**EXERCISE OBJECTIVE:** Lines from the top of the entries through the line that has "is best-effort: store" must be duplicated exactly, and no others.

*** GIVEN DATA Section Begins ***

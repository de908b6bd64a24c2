//! Sluice Journal
//!
//! A generic document-store adapter plus the flow-state journal the
//! controller keeps as a durable audit record of which flow modifications
//! are installed on which switch. The journal is best-effort: store
//! failures are logged by callers and never block delivery to the
//! dataplane.
//!
//! The [`DocumentStore`] trait makes write conflicts a first-class
//! `Result` branch instead of a caught backend fault, so the
//! create-or-update retry in [`DocumentStore::upsert`] needs no
//! store-specific error classification.

use async_trait::async_trait;
use serde_json::Value;
use std::collections::HashMap;
use std::fmt::Debug;
use std::str::FromStr;
use std::sync::Arc;
use thiserror::Error;

mod couch;
mod journal;
mod memory;

pub use couch::CouchDocumentStore;
pub use journal::{
    FlowRecord, FlowRecorded, FlowStateJournal, JournalError, SwitchData, SwitchRecord,
    SWITCH_VIEW,
};
pub use memory::MemoryDocumentStore;

/// Field holding a document's identifier.
pub const ID_FIELD: &str = "_id";

/// Errors that can occur during document-store operations.
#[derive(Error, Debug)]
pub enum StoreError {
    /// Backend-specific failure
    #[error("storage backend error: {0}")]
    Backend(#[from] anyhow::Error),

    /// A document with this id already exists
    #[error("document conflict on id {0}")]
    Conflict(String),

    /// Referenced document does not exist
    #[error("document not found: {0}")]
    NotFound(String),

    /// Document (de)serialization failure
    #[error("serialization error: {0}")]
    Serialization(#[from] serde_json::Error),

    /// The connection string could not be understood
    #[error("invalid connection string: {0}")]
    ConnectionString(String),

    /// The connection string names a driver this build does not support
    #[error("unsupported driver: {0}")]
    UnsupportedDriver(String),

    /// A write conflict persisted beyond the single upsert retry
    #[error("document conflict on id {0} persisted after retry")]
    RetryExhausted(String),
}

/// Result type for document-store operations.
pub type StoreResult<T> = Result<T, StoreError>;

/// Contract for a document-oriented backing store.
///
/// Documents are JSON objects; a document's identity lives in its `_id`
/// field. Lookups beyond ids go through named views
/// (`_design/<design>/_view/<view>`), matching the production store's
/// layout.
#[async_trait]
pub trait DocumentStore: Send + Sync + Debug {
    /// Create a document. When the document carries an `_id` that already
    /// exists the conflict is returned as [`StoreError::Conflict`];
    /// documents without an `_id` get a generated one. Returns the id.
    async fn insert(&self, doc: Value) -> StoreResult<String>;

    /// Fetch a document by id; `Ok(None)` when it does not exist.
    async fn fetch(&self, id: &str) -> StoreResult<Option<Value>>;

    /// Overwrite an existing document. The document must carry `_id`.
    async fn save(&self, doc: Value) -> StoreResult<String>;

    /// Run a lookup view with an exact key match.
    async fn query(&self, view: &str, key: &str) -> StoreResult<Vec<Value>>;

    /// Delete a document by id. Deleting an absent document is treated as
    /// already satisfied.
    async fn delete(&self, id: &str) -> StoreResult<()>;

    /// Create-or-update with a designated conflict field.
    ///
    /// Inserts the document; on a conflict, fetches the existing one,
    /// overwrites only `conflict_key`'s value, and saves once. A second
    /// conflict surfaces as [`StoreError::RetryExhausted`].
    async fn upsert(&self, doc: Value, conflict_key: &str) -> StoreResult<String> {
        match self.insert(doc.clone()).await {
            Err(StoreError::Conflict(id)) => {
                let mut existing = self
                    .fetch(&id)
                    .await?
                    .ok_or_else(|| StoreError::NotFound(id.clone()))?;
                if let (Some(fields), Some(value)) =
                    (existing.as_object_mut(), doc.get(conflict_key))
                {
                    fields.insert(conflict_key.to_string(), value.clone());
                }
                match self.save(existing).await {
                    Err(StoreError::Conflict(id)) => Err(StoreError::RetryExhausted(id)),
                    other => other,
                }
            }
            other => other,
        }
    }
}

/// Driver-keyed connection string, e.g.
/// `driver=couchdb;server=localhost;uid=root;pwd=admin`.
#[derive(Debug, Clone, PartialEq, Eq)]
pub struct ConnectionString {
    /// Store driver name (`couchdb`, `memory`)
    pub driver: String,

    /// Server host, or a full base URL for HTTP drivers
    pub server: String,

    /// Username, when the store is authenticated
    pub uid: Option<String>,

    /// Password, when the store is authenticated
    pub pwd: Option<String>,
}

impl FromStr for ConnectionString {
    type Err = StoreError;

    fn from_str(s: &str) -> Result<Self, Self::Err> {
        let mut fields = HashMap::new();
        for part in s.split(';').filter(|part| !part.trim().is_empty()) {
            let (key, value) = part.split_once('=').ok_or_else(|| {
                StoreError::ConnectionString(format!("expected key=value, got {part:?}"))
            })?;
            fields.insert(key.trim().to_string(), value.trim().to_string());
        }

        let driver = fields
            .remove("driver")
            .ok_or_else(|| StoreError::ConnectionString("missing driver".to_string()))?;
        let server = fields
            .remove("server")
            .unwrap_or_else(|| "localhost".to_string());

        Ok(Self {
            driver,
            server,
            uid: fields.remove("uid"),
            pwd: fields.remove("pwd"),
        })
    }
}

/// Open a document store for one database, keyed on the connection
/// string's driver.
pub async fn connect(conn_str: &str, database: &str) -> StoreResult<Arc<dyn DocumentStore>> {
    let conn: ConnectionString = conn_str.parse()?;
    match conn.driver.as_str() {
        "couchdb" => Ok(Arc::new(CouchDocumentStore::connect(&conn, database).await?)),
        "memory" => Ok(Arc::new(MemoryDocumentStore::new())),
        other => Err(StoreError::UnsupportedDriver(other.to_string())),
    }
}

*** GIVEN DATA Section Ends ***

**RESPONSE AREA:**
repository de908b6bd64a24c2
//! Sluice Journal
//!
//! A generic document-store adapter plus the flow-state journal the
//! controller keeps as a durable audit record of which flow modifications
//! are installed on which switch. The journal is best-effort: store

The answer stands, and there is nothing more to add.